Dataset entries
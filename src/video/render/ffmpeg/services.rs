use std::collections::VecDeque;
use std::io::Read;
use std::path::Path;
use std::process::{Command, Stdio};

use anyhow::{Context, Result};
use indicatif::{ProgressBar, ProgressStyle};

use crate::ui::prelude::{Level, OutputFormat, emit, get_output_format};
use crate::video::support::ffmpeg::{list_encoders, probe_duration_seconds};

/// Number of trailing stderr lines kept for error reports when ffmpeg did
/// not print anything that looks like an error.
const DIAGNOSTIC_TAIL_LINES: usize = 12;

/// Process boundary to the external media engine.
pub trait MediaEngine {
    /// Run one ffmpeg invocation to completion. `Err` means the process could
    /// not be driven at all; a non-zero exit is reported through the outcome.
    fn run(&self, args: &[String], options: FfmpegRunOptions) -> Result<EngineOutcome>;

    fn probe_duration(&self, path: &Path) -> Result<f64>;

    /// Raw `ffmpeg -encoders` listing.
    fn list_encoders(&self) -> Result<String>;
}

#[derive(Debug, Clone, PartialEq, Eq)]
pub struct EngineOutcome {
    pub success: bool,
    pub code: Option<i32>,
    pub diagnostics: String,
}

impl EngineOutcome {
    pub fn ok() -> Self {
        Self {
            success: true,
            code: Some(0),
            diagnostics: String::new(),
        }
    }

    pub fn failed(code: Option<i32>, diagnostics: impl Into<String>) -> Self {
        Self {
            success: false,
            code,
            diagnostics: diagnostics.into(),
        }
    }

    /// Human-readable failure text including the exit status.
    pub fn describe(&self) -> String {
        let status = match self.code {
            Some(code) => format!("ffmpeg exited with status {code}"),
            None => "ffmpeg was terminated by a signal".to_string(),
        };
        if self.diagnostics.trim().is_empty() {
            status
        } else {
            format!("{status}: {}", self.diagnostics.trim())
        }
    }
}

#[derive(Debug, Clone, Default)]
pub struct FfmpegRunOptions {
    /// Expected output length, drives the progress bar.
    pub total_duration: Option<f64>,
    pub label: Option<String>,
    pub verbose: bool,
}

impl FfmpegRunOptions {
    pub fn new(total_duration: Option<f64>, verbose: bool) -> Self {
        Self {
            total_duration,
            label: None,
            verbose,
        }
    }

    pub fn with_label(mut self, label: impl Into<String>) -> Self {
        self.label = Some(label.into());
        self
    }
}

#[derive(Debug, Default, Clone, Copy)]
pub struct SystemFfmpeg;

impl MediaEngine for SystemFfmpeg {
    fn run(&self, args: &[String], options: FfmpegRunOptions) -> Result<EngineOutcome> {
        let mut child = Command::new("ffmpeg")
            .args(args)
            .stdin(Stdio::null())
            .stdout(Stdio::null())
            .stderr(Stdio::piped())
            .spawn()
            .with_context(|| "Failed to spawn ffmpeg")?;

        let stderr = child
            .stderr
            .take()
            .context("Failed to capture ffmpeg stderr")?;

        let pb = progress_bar(&options);
        let mut collector = DiagnosticCollector::default();
        let read_result = read_ffmpeg_stderr(stderr, options.verbose, pb.as_ref(), &mut collector);

        let status = child.wait().context("Failed to wait for ffmpeg")?;
        read_result?;

        if let Some(pb) = pb {
            if status.success() {
                pb.finish_and_clear();
            } else {
                pb.abandon();
            }
        }

        if status.success() {
            Ok(EngineOutcome::ok())
        } else {
            Ok(EngineOutcome::failed(status.code(), collector.summary()))
        }
    }

    fn probe_duration(&self, path: &Path) -> Result<f64> {
        probe_duration_seconds(path)
    }

    fn list_encoders(&self) -> Result<String> {
        list_encoders()
    }
}

fn progress_bar(options: &FfmpegRunOptions) -> Option<ProgressBar> {
    let duration = options.total_duration?;
    if options.verbose || get_output_format() == OutputFormat::Json {
        return None;
    }

    let pb = ProgressBar::new((duration * 1000.0) as u64);
    let style = ProgressStyle::default_bar()
        .template("{spinner:.green} [{elapsed_precise}] [{bar:40.cyan/blue}] {percent:>3}% {msg}")
        .unwrap_or_else(|_| ProgressStyle::default_bar())
        .progress_chars("█▉▊▋▌▍▎▏ ");
    pb.set_style(style);
    pb.enable_steady_tick(std::time::Duration::from_millis(100));
    pb.set_message(options.label.clone().unwrap_or_else(|| "rendering".to_string()));
    Some(pb)
}

#[derive(Debug, Default)]
struct DiagnosticCollector {
    error_lines: Vec<String>,
    tail: VecDeque<String>,
}

impl DiagnosticCollector {
    fn push(&mut self, line: &str) {
        if line.contains("error") || line.contains("Error") || line.contains("ERROR") {
            self.error_lines.push(line.to_string());
        }
        if self.tail.len() == DIAGNOSTIC_TAIL_LINES {
            self.tail.pop_front();
        }
        self.tail.push_back(line.to_string());
    }

    fn summary(&self) -> String {
        if self.error_lines.is_empty() {
            self.tail.iter().cloned().collect::<Vec<_>>().join("\n")
        } else {
            self.error_lines.join("\n")
        }
    }
}

fn read_ffmpeg_stderr<R: Read>(
    mut stderr: R,
    verbose: bool,
    pb: Option<&ProgressBar>,
    collector: &mut DiagnosticCollector,
) -> Result<()> {
    let mut buffer = [0u8; 4096];
    let mut accumulated = String::new();

    loop {
        let bytes_read = stderr
            .read(&mut buffer)
            .context("Failed to read ffmpeg stderr")?;
        if bytes_read == 0 {
            break;
        }

        accumulated.push_str(&String::from_utf8_lossy(&buffer[..bytes_read]));

        // ffmpeg rewrites its stats line with '\r'
        while let Some(pos) = accumulated.find(['\r', '\n']) {
            let line = accumulated[..pos].trim_end().to_string();
            accumulated.drain(..=pos);
            handle_line(&line, verbose, pb, collector);
        }
    }

    let rest = accumulated.trim_end().to_string();
    handle_line(&rest, verbose, pb, collector);

    Ok(())
}

fn handle_line(line: &str, verbose: bool, pb: Option<&ProgressBar>, collector: &mut DiagnosticCollector) {
    if line.is_empty() {
        return;
    }

    collector.push(line);

    if verbose {
        emit(Level::Info, "broll.ffmpeg.stderr", line, None);
    }

    if let Some(pb) = pb
        && let Some(progress) = parse_ffmpeg_progress(line)
    {
        pb.set_position((progress * 1000.0) as u64);
        if let Some(speed) = parse_ffmpeg_speed(line) {
            pb.set_message(speed);
        }
    }
}

fn parse_ffmpeg_progress(line: &str) -> Option<f64> {
    let time_start = line.find("time=")?;
    let time_str = &line[time_start + 5..];
    let time_end = time_str.find(' ').unwrap_or(time_str.len());
    parse_time_to_seconds(&time_str[..time_end])
}

fn parse_time_to_seconds(time_str: &str) -> Option<f64> {
    let parts: Vec<&str> = time_str.split(':').collect();
    if parts.len() != 3 {
        return None;
    }

    let hours: f64 = parts[0].parse().ok()?;
    let minutes: f64 = parts[1].parse().ok()?;
    let seconds: f64 = parts[2].parse().ok()?;

    Some(hours * 3600.0 + minutes * 60.0 + seconds)
}

fn parse_ffmpeg_speed(line: &str) -> Option<String> {
    let speed_start = line.find("speed=")?;
    let speed_str = line[speed_start + 6..].trim_start();
    let speed_end = speed_str.find('x')?;
    Some(speed_str[..=speed_end].to_string())
}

# Your assignment
Copy each line of the entries that includes the word "OutputFormat".

# Response
use crate::ui::prelude::{Level, OutputFormat, emit, get_output_format};
    if options.verbose || get_output_format() == OutputFormat::Json {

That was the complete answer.